I have no problem with that. Goodness knows that such organizations need money. But let me say here what I have said many times to ZENIT itself but never received a reply: there is something strange about an organization that solicits contributions in the name of its service to the Church and world, and, at the same time, enforces extreme copyright control over the words that it distributes, demanding that it and it only somehow owns exclusively every word it prints. It is not uncommon for this organization to write good Catholic bloggers and demand that they stop reprinting their articles. They can be extremely severe and threatening. It always shocks people because in reprinting and linking, people figure (rightly) that they are helping the mission of ZENIT. ZENIT regards this as theft of its property.

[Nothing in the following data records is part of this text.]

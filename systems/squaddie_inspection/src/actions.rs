use std::collections::HashMap;

use fell_desert_core::{ActionDefinition, ActionPointCost, SquaddieActionValidity};

/// Formats the suffix describing how many action points an action spends.
///
/// Free and unknown costs produce an empty suffix.
#[must_use]
pub fn format_action_point_cost(cost: Option<ActionPointCost>) -> String {
    match cost {
        None | Some(ActionPointCost::Points(0)) => String::new(),
        Some(ActionPointCost::All) => " (all AP)".to_owned(),
        Some(ActionPointCost::Points(points)) => format!(" ({points} AP)"),
    }
}

/// Formats the action menu, invalid actions first.
///
/// Returns an empty string when the squaddie has no actions at all.
#[must_use]
pub fn format_squaddie_actions(
    validity: &SquaddieActionValidity,
    actions_by_id: &HashMap<String, ActionDefinition>,
) -> String {
    if validity.invalid_actions.is_empty() && validity.valid_actions.is_empty() {
        return String::new();
    }

    let mut lines = vec!["Actions:".to_owned()];

    if !validity.invalid_actions.is_empty() {
        lines.push("  Invalid:".to_owned());
        for action in &validity.invalid_actions {
            lines.push(format!("    {} - {}", action.action_name, action.reason));
        }
    }

    if !validity.valid_actions.is_empty() {
        lines.push("  Valid:".to_owned());
        for action in &validity.valid_actions {
            let cost = actions_by_id
                .get(&action.action_id)
                .and_then(|definition| definition.action_point_cost);
            lines.push(format!(
                "    {}{}",
                action.action_name,
                format_action_point_cost(cost)
            ));
        }
    }

    lines.join("\n")
}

Now, it might be one thing if this were the NYT (which doesn’t do this, by the way), a profit-making company that has its eye on the bottom line and doesn’t solicit charity from others. But that is not ZENIT. ZENIT calls on our charitable instincts to help them in their plight even as it acts like some kind of corporate conglomerate, happy to use the law against people who think that they are helping. To me, this is akin to a soup kitchen that turns people away based on their dress, or a church that demands that its parishioners never evangelize. It is also extremely bad business to put artificial limits on the distribution of your message.

For this reason, I cannot and will not given ZENIT a contribution. If the day comes when ZENIT decides to leverage my contribution by making its material completely open and publishes into the commons, and stops using the state against people who just want to spread the good word, they can count on my constant support.

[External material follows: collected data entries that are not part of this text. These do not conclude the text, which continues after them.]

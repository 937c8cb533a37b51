use fell_desert_core::{SquaddieCondition, SquaddieInfo};

/// Formats a condition as `Name`, `Name: amount` and/or `(N turns remaining)`.
#[must_use]
pub fn format_condition(condition: &SquaddieCondition) -> String {
    let mut formatted = condition.kind.display_name().to_owned();
    if let Some(amount) = condition.amount {
        formatted.push_str(&format!(": {amount}"));
    }
    if let Some(duration) = condition.duration {
        formatted.push_str(&format!(" ({duration} turns remaining)"));
    }
    formatted
}

/// Formats the status block shown when looking at a squaddie.
#[must_use]
pub fn format_squaddie_details(info: &SquaddieInfo) -> String {
    let mut lines = vec![
        info.name.clone(),
        format!("Affiliation: {}", info.affiliation.tag()),
        format!(
            "Hit Points: {}/{}",
            info.current_hit_points, info.max_hit_points
        ),
        format!(
            "Action Points: {}/{}",
            info.current_action_points, info.maximum_action_points
        ),
    ];

    if !info.conditions.is_empty() {
        lines.push("Conditions:".to_owned());
        lines.extend(
            info.conditions
                .iter()
                .map(|condition| format!("  {}", format_condition(condition))),
        );
    }

    lines.join("\n")
}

11 Replies to “The Trouble with ZENIT”

  1. Hi Jeffrey,

    It's too bad because they are doing quite a good job.
    I was not aware of that, thanks for pointing out.

    Are there any alternatives around? I don't know any.

    Regards,

  2. If ZENIT is like other companies, it's just a top-level management error of the first order, a terrible decision made by some small and unimaginative group of fuddy duddies who don't do the reporting, don't write the code, and don't understand technology and modern world.

  3. Isn't Zenit owned by the Legionairies of Christ/Regnum Christi? I'm just sayin'…

  4. It seems to me (and I might be mis-remembering as I have done this in a while) that asking permission to reprint is not onerous. I am pretty sure I've used their stuff in various places, like in RCIA and on my own blog. Hmmm. Maybe should double-check.

  5. Right on Mr. Tucker. I won't have anything to do with them because I don't trust their reporting.

  6. I stopped receiving their emails a while ago because of the constant fund-raisers. I’ve also doubted some of their responses to reader questions, although I can’t recall particular instances just now. Anyway, it is sad to hear about this lack of evangelical spirit, especially in light of the Holy Father’s recent efforts to make us all more conscious of our responsibility to spread and re-spread the Holy Faith.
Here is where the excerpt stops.